◆ Exercise prompt
All of the data should be restated word for word.

(Stored data)
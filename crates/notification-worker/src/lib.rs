//! 订单通知工作者
//!
//! 从 Kafka 批量消费订单创建事件，对每条消息模拟发送客户通知，
//! 随后回调订单服务把订单状态置为 NOTIFIED。单条消息失败不影响同批其他消息。

pub mod consumer;
pub mod error;
pub mod notifier;
pub mod processor;
pub mod status_client;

◆ Solution for this exercise
filename crates/notification-worker/src/lib.rs
//! 订单通知工作者
//!
//! 从 Kafka 批量消费订单创建事件，对每条消息模拟发送客户通知，
//! 随后回调订单服务把订单状态置为 NOTIFIED。单条消息失败不影响同批其他消息。

pub mod consumer;
pub mod error;
pub mod notifier;
pub mod processor;
pub mod status_client;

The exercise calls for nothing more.